I couldn’t stop listening to it. All starting with the foot-stomping raucous tough-guy act of the title song. The gentle optimism of Tomorrow’s Gonna Be a Brighter Day, segueing into the story-song of New York’s Not My Home. Then back to foot-stomping with Hard Time Losing Man, only to be suckered into the incredible soft beauty of Photographs and Memories. And led by hand from there to Walking Back to Georgia to end the side. Then you caught your breath and switched over reverently. The second side started with another gentle story-song, Operator. And then the haunting melodies of Time In A Bottle, written for his son AJ. Then, just in case you were getting too laid back, the rapid-fire Rapid Roy. And you were into the long straight home with Box No 10, another haunting story-song and A Long Time Ago, a beautiful ballad. And finally gentle optimism again with Hey Tomorrow.

September 29, 1973. I was so happy. Those were times when it was easy not to have a care in the world. And then I read that week’s Time or Newsweek. And found out that Jim Croce had died in a plane crash nine days earlier. Yup, there were tears in my eyes. [I was that kind of kid; when I read Love Story, there was a football in my throat; when I went to see the film, the football came back.]

If you haven’t heard Jim Croce, don’t waste any more time. Stop reading here, and go to Amazon or emusic or itunes and just buy this album. You won’t regret it.
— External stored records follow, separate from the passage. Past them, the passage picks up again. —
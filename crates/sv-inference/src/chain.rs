//! Chain storage and multi-chain runner.

use serde::Serialize;
use sv_core::{Error, Result};

use crate::design::DesignMatrix;
use crate::gibbs::{GibbsConfig, GibbsSampler};
use crate::ols::OlsFit;

/// Name of the variance parameter in sampler output.
pub const SIGMA2: &str = "sigma2";

/// Kept draws of one Gibbs chain.
#[derive(Debug, Clone, PartialEq, Serialize)]
pub struct Chain {
    /// Draws, each `[β..., σ²]`.
    pub draws: Vec<Vec<f64>>,
    /// Seed this chain was started with.
    pub seed: u64,
}

/// Result of a multi-chain Gibbs run.
#[derive(Debug, Clone, PartialEq, Serialize)]
pub struct SamplerResult {
    /// Individual chains.
    pub chains: Vec<Chain>,
    /// Parameter names: design labels followed by [`SIGMA2`].
    pub param_names: Vec<String>,
    /// Burn-in iterations per chain.
    pub n_burn_in: usize,
    /// Kept draws per chain.
    pub n_samples: usize,
    /// Thinning interval.
    pub thin: usize,
}

impl SamplerResult {
    /// Total number of kept draws across all chains.
    pub fn total_draws(&self) -> usize {
        self.chains.iter().map(|c| c.draws.len()).sum()
    }

    /// Get draws for a single parameter (index) across all chains.
    pub fn param_draws(&self, param_idx: usize) -> Vec<Vec<f64>> {
        self.chains.iter().map(|c| c.draws.iter().map(|d| d[param_idx]).collect()).collect()
    }

    /// Draws for one parameter with all chains concatenated.
    pub fn pooled_draws(&self, param_idx: usize) -> Vec<f64> {
        self.chains.iter().flat_map(|c| c.draws.iter().map(move |d| d[param_idx])).collect()
    }

    /// Mean of a parameter across all draws and chains.
    pub fn param_mean(&self, param_idx: usize) -> f64 {
        let draws = self.pooled_draws(param_idx);
        draws.iter().sum::<f64>() / draws.len() as f64
    }

    /// Index of a parameter by name.
    pub fn param_index(&self, name: &str) -> Option<usize> {
        self.param_names.iter().position(|n| n == name)
    }
}

/// Run Gibbs sampling on multiple chains in parallel via Rayon.
///
/// Every chain starts from the least-squares solution `start`. Chain `k`
/// gets seed `seed + k`, so results do not depend on the thread count.
pub fn sample_gibbs_multichain(
    design: &DesignMatrix,
    start: &OlsFit,
    config: &GibbsConfig,
) -> Result<SamplerResult> {
    use rayon::prelude::*;

    config.validate()?;
    if start.labels != design.labels() {
        return Err(Error::Validation(format!(
            "starting fit '{}' does not match design '{}'",
            start.formula,
            design.spec()
        )));
    }
    let chains: Vec<Result<Chain>> = (0..config.n_chains)
        .into_par_iter()
        .map(|chain_id| {
            let chain_seed = config.seed.wrapping_add(chain_id as u64);
            let mut sampler = GibbsSampler::new(design.x(), design.y(), &config.prior, chain_seed);
            let draws = sampler.run(&start.coefficients, config)?;
            Ok(Chain { draws, seed: chain_seed })
        })
        .collect();

    let chains: Vec<Chain> = chains.into_iter().collect::<Result<Vec<_>>>()?;

    let mut param_names = design.labels().to_vec();
    param_names.push(SIGMA2.to_string());

    Ok(SamplerResult {
        chains,
        param_names,
        n_burn_in: config.burn_in,
        n_samples: config.n_samples,
        thin: config.thin,
    })
}

#[cfg(test)]
mod tests {
    use super::*;
    use crate::design::ModelSpec;
    use sv_data::{Column, DataFrame};

    fn design() -> DesignMatrix {
        let df = DataFrame::new()
            .with_column("y", Column::numeric(vec![3.0, 5.0, 4.0, 8.0, 9.0, 7.0, 10.0, 11.0]))
            .unwrap()
            .with_column("x", Column::integer(vec![1, 2, 3, 4, 5, 6, 7, 8]))
            .unwrap();
        DesignMatrix::build(&df, &"y ~ x".parse::<ModelSpec>().unwrap()).unwrap()
    }

    #[test]
    fn test_multichain_deterministic() {
        let d = design();
        let ols = OlsFit::from_design(&d).unwrap();
        let cfg = GibbsConfig { burn_in: 20, n_samples: 50, n_chains: 3, ..GibbsConfig::default() };
        let r1 = sample_gibbs_multichain(&d, &ols, &cfg).unwrap();
        let r2 = sample_gibbs_multichain(&d, &ols, &cfg).unwrap();
        assert_eq!(r1, r2);
        assert_eq!(r1.chains.len(), 3);
        assert_eq!(r1.chains[2].seed, 557);
        assert_ne!(r1.chains[0].draws, r1.chains[1].draws);
        assert_eq!(r1.total_draws(), 150);
        assert_eq!(r1.param_names, vec!["(Intercept)", "x", "sigma2"]);
        assert_eq!(r1.param_index(SIGMA2), Some(2));
        assert_eq!(r1.param_draws(1).len(), 3);
        assert_eq!(r1.pooled_draws(1).len(), 150);
    }

    #[test]
    fn test_first_chain_independent_of_chain_count() {
        let d = design();
        let ols = OlsFit::from_design(&d).unwrap();
        let one = GibbsConfig { burn_in: 10, n_samples: 20, ..GibbsConfig::default() };
        let two = GibbsConfig { n_chains: 2, ..one.clone() };
        let r1 = sample_gibbs_multichain(&d, &ols, &one).unwrap();
        let r2 = sample_gibbs_multichain(&d, &ols, &two).unwrap();
        assert_eq!(r1.chains[0], r2.chains[0]);
    }
}
//! Error types for SurvStat

use thiserror::Error;

/// SurvStat error type
#[derive(Error, Debug)]
pub enum Error {
    /// I/O error
    #[error("I/O error: {0}")]
    Io(#[from] std::io::Error),

    /// JSON serialization error
    #[error("JSON error: {0}")]
    Json(#[from] serde_json::Error),

    /// Invalid input (bad column name, wrong length, non-nested models, ...)
    #[error("Validation error: {0}")]
    Validation(String),

    /// Numerical failure (singular or ill-conditioned design, sampler breakdown)
    #[error("Computation error: {0}")]
    Computation(String),
}

/// Result type alias
pub type Result<T> = std::result::Result<T, Error>;

#[cfg(test)]
mod tests {
    use super::*;

    #[test]
    fn test_display_prefixes() {
        let e = Error::Validation("column 'x' not found".into());
        assert_eq!(e.to_string(), "Validation error: column 'x' not found");
        let e = Error::Computation("singular".into());
        assert!(e.to_string().starts_with("Computation error"));
    }

    #[test]
    fn test_io_from() {
        fn open() -> Result<()> {
            std::fs::read("/definitely/not/here/survstat")?;
            Ok(())
        }
        assert!(matches!(open(), Err(Error::Io(_))));
    }
}
//! # sv-inference
//!
//! Model fitting for SurvStat.
//!
//! This crate provides:
//! - Design-matrix construction with dummy and interaction expansion
//! - Ordinary least squares with the usual inferential summaries
//! - Residual diagnostics (leverage, Cook's distance, QQ pairs, VIF)
//! - Nested-model comparison (R², adjusted R², ANOVA F-test, selection)
//! - Gibbs-sampled Bayesian linear regression with MCMC diagnostics

#![warn(missing_docs)]
#![warn(clippy::all)]

/// Bayesian regression entry point and OLS cross-check.
pub mod bayes;
/// Chain storage and multi-chain parallel runner.
pub mod chain;
/// Model comparison: R², adjusted R², nested F-test, selection policy.
pub mod compare;
/// Model formulas and design-matrix builder.
pub mod design;
/// MCMC diagnostics: split R-hat, bulk ESS, quality gates.
pub mod diagnostics;
/// Conjugate Gibbs sampler for the normal linear model.
pub mod gibbs;
/// Residual diagnostics and variance inflation factors.
pub mod influence;
/// Ordinary least squares via Householder QR.
pub mod ols;
/// Posterior summaries built from sampler output.
pub mod posterior;

pub use bayes::{BayesFit, OlsBayesRow, compare_with_ols, fit_bayes};
pub use chain::{Chain, SamplerResult, sample_gibbs_multichain};
pub use compare::{
    AnovaResult, Choice, FitSummary, ModelComparison, Selection, SelectionReason, anova,
    anova_sequence, compare, is_nested, select,
};
pub use design::{DesignMatrix, ModelSpec, Term};
pub use diagnostics::{DiagnosticsResult, QualityGates, QualityStatus, QualitySummary};
pub use gibbs::{GibbsConfig, RegressionPrior};
pub use influence::{Influence, QqPoint, influence, vif};
pub use ols::{OlsFit, fit_ols};
pub use posterior::{ParameterSummary, PosteriorSummary};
Everything I’ve found out about Jim Croce says he was my kind of guy,  the kind of guy I would have gotten along with. I’ve only been to San Diego twice in my life, and both times I haven’t been able to make it to Croce’s Restaurant and Jazz Bar. One day I will. And maybe I’ll have the chance to tell Ingrid Croce just how grateful I am to her husband for enriching my life with his music. Maybe I’ll have the chance to tell AJ Croce just how grateful I am to his father for making this world a better place with his music.

Jim Croce, I salute you. Thank you for the wonderful memories you gave me with your music.